When examining E. B. White's More to the Lake, White reminisces about the way life along the shore was as he tries to pass along a tradition to his son. All the while, he keeps thinking about how so many things has changed even as he attempts to recreate his youth. Along the way his memories and his experiences get tangled up and he sees both sides of the 'truth', from his own youthful memories and the realization of how it must have been to be his father.

I seemed to be living a dual existence. I would be in the middle of some simple act, I would be picking up a bait box or laying down a table fork, or I would be saying something and suddenly it would not be I but my father who was saying the words or making the gesture. It gave me a creepy sensation. (195.)

Everywhere we went I had trouble making out which was I, the one walking at my side, the one walking in my pants. (198.)

In the end, White comes face to face with his own mortality, something his father must also had to face at some point.

Languidly, and with no thought of going in, I watched him, his hard little body, skinny and bare, saw him wince slightly as he pulled up around his vitals the small soggy, icy garment. As he buckled up the swollen belt, suddenly my groin felt the chill of death. (199.)

But in that moment we can see the promise visible in his son. Even though the world has moved on and the world changes, some things don't. The promise of immortality through the traditions passed along to his son, as his father did for him, offer a(n) (unspoken) reprieve to his "chill of death."

In an examination of Scott Russell Sanders' Inheritance of Tools, we see the tradition passed along from grandfather to father to son, and appreciate the rich history of his family.

The hammer had belonged to him, and to his father before him. The three of us have sued it to build houses and barns and chicken coops, to upholster chairs and crack walnuts, to make doll furniture and bookshelves and jewelry boxes. (203.)

As his father and grandfather had done before him, Sanders has passed along the same tradition of tools to his daughter and son. "So I have seen my apprenticeship to wood and tools reenacted in each of my children, as my father saw his own apprenticeship renewed in me." (205.)

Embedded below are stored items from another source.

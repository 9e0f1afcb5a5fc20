use crate::commands::{print_json, Context};
use crate::error::invalid_input;
use anyhow::{Context as _, Result};
use clap::Args;
use serde::Serialize;
use std::path::PathBuf;
use tidycard_core::names::BUILTIN_OVERRIDES_VERSION;
use tidycard_core::{normalize_batch, NormalizeReportDto, UnrecoverablePolicy};
use tidycard_store::{read_records, write_records, write_sample};
use tracing::{debug, info, warn};

#[derive(Debug, Args)]
pub struct NormalizeArgs {
    /// JSON array of contacts
    pub input: PathBuf,
    #[arg(long)]
    pub out: PathBuf,
    #[arg(long)]
    pub sample_out: Option<PathBuf>,
    #[arg(long)]
    pub sample_size: Option<usize>,
    /// Leave out records whose name cannot be recovered
    #[arg(long)]
    pub drop_unrecoverable: bool,
    /// Report without writing any file
    #[arg(long)]
    pub dry_run: bool,
}

#[derive(Debug, Serialize)]
struct NormalizeSummary {
    #[serde(flatten)]
    report: NormalizeReportDto,
    overrides_version: u32,
    output: Option<String>,
    sample_output: Option<String>,
    sample_written: usize,
    dry_run: bool,
}

pub fn normalize_file(ctx: &Context<'_>, args: NormalizeArgs) -> Result<()> {
    let sample_size = args.sample_size.unwrap_or(ctx.config.sample_size);
    if sample_size == 0 {
        return Err(invalid_input("--sample-size must be at least 1"));
    }
    let policy = if args.drop_unrecoverable {
        UnrecoverablePolicy::Drop
    } else {
        ctx.config.unrecoverable
    };

    let records = read_records(&args.input)
        .with_context(|| format!("read contacts {}", args.input.display()))?;
    debug!(count = records.len(), ?policy, "contacts loaded");

    let batch = normalize_batch(records, ctx.normalizer, policy);
    info!(
        total = batch.report.total,
        changed = batch.report.changed,
        "names normalized"
    );
    if !batch.report.unrecoverable.is_empty() {
        warn!(
            count = batch.report.unrecoverable.len(),
            "some names could not be recovered"
        );
    }

    let mut sample_written = 0;
    if !args.dry_run {
        write_records(&args.out, &batch.records)
            .with_context(|| format!("write contacts {}", args.out.display()))?;
        if let Some(path) = args.sample_out.as_ref() {
            sample_written = write_sample(path, &batch.records, sample_size)
                .with_context(|| format!("write sample {}", path.display()))?;
        }
    }

    let summary = NormalizeSummary {
        report: batch.report,
        overrides_version: BUILTIN_OVERRIDES_VERSION,
        output: (!args.dry_run).then(|| args.out.display().to_string()),
        sample_output: args
            .sample_out
            .as_ref()
            .filter(|_| !args.dry_run)
            .map(|path| path.display().to_string()),
        sample_written,
        dry_run: args.dry_run,
    };

    if ctx.json {
        return print_json(&summary);
    }

    let report = &summary.report;
    println!(
        "Normalized {} contacts: changed {}, date fragments {}, unrecoverable {}, dropped {}",
        report.total,
        report.changed,
        report.date_fragments,
        report.unrecoverable.len(),
        report.dropped
    );
    match summary.output.as_deref() {
        Some(output) => println!("Wrote {} contacts to {}", report.written, output),
        None => println!("Dry run: nothing written"),
    }
    if let Some(sample) = summary.sample_output.as_deref() {
        println!("Wrote sample of {} contacts to {}", summary.sample_written, sample);
    }
    if !report.examples.is_empty() {
        println!("Examples:");
        for example in &report.examples {
            println!("- {:?} -> {:?}", example.original, example.cleaned);
        }
    }
    if !report.unrecoverable.is_empty() {
        println!("Unrecoverable:");
        for entry in &report.unrecoverable {
            println!(
                "- {} ({})",
                entry.phone,
                entry.original.as_deref().unwrap_or("no name")
            );
        }
    }
    Ok(())
}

Sanders knows who he is, as his father and grandfather knew who they were. The skills the father passed along were physically tangible in creation of home and furniture. But what was also passed along was something intangible, and more important to Sanders than the physical. "The tools in my workbench are a double inheritance, for each hammer and level and saw is wrapped in a cloud of knowing." (207.)

Upon learning of his father's death, Sanders describes a frantic rush around the looking for something (a door?). He ends up in the basement staring at tools inherited from his father. It calms him and he seems to know just what to do.

I then I took up the hammer and went back to work on my daughter's wall, snugging the bottom plate against a chalk line on the floor, shimming the top plate against the joists overhead, plumbing the studs with my level, making sure before I drove the first nail that every line was square and true. (208.)

Sanders deals with the death of his father by going back to work, using the tools his father gave him, and feeling the comfort of both the tools and the traditions have afforded him all these years.

All three, Nietzsche, White, and Sanders, have different perspectives on their fathers, and their relationships with them. They even have different views of how they are the secrets of their fathers revealed (Nietzsche's perceived early grave, White's mortality realized and Sander's continuation of tradition). But each is an example of how life is both stagnant and ever changing.

The secrets of the father, in the sons revealed.

Works Cited

Eva M. Cybulska, PSYCHIATRY AND THE MEDIA "Nietzsche: madness as literature"Psychiatric Bulletin (1997), 21.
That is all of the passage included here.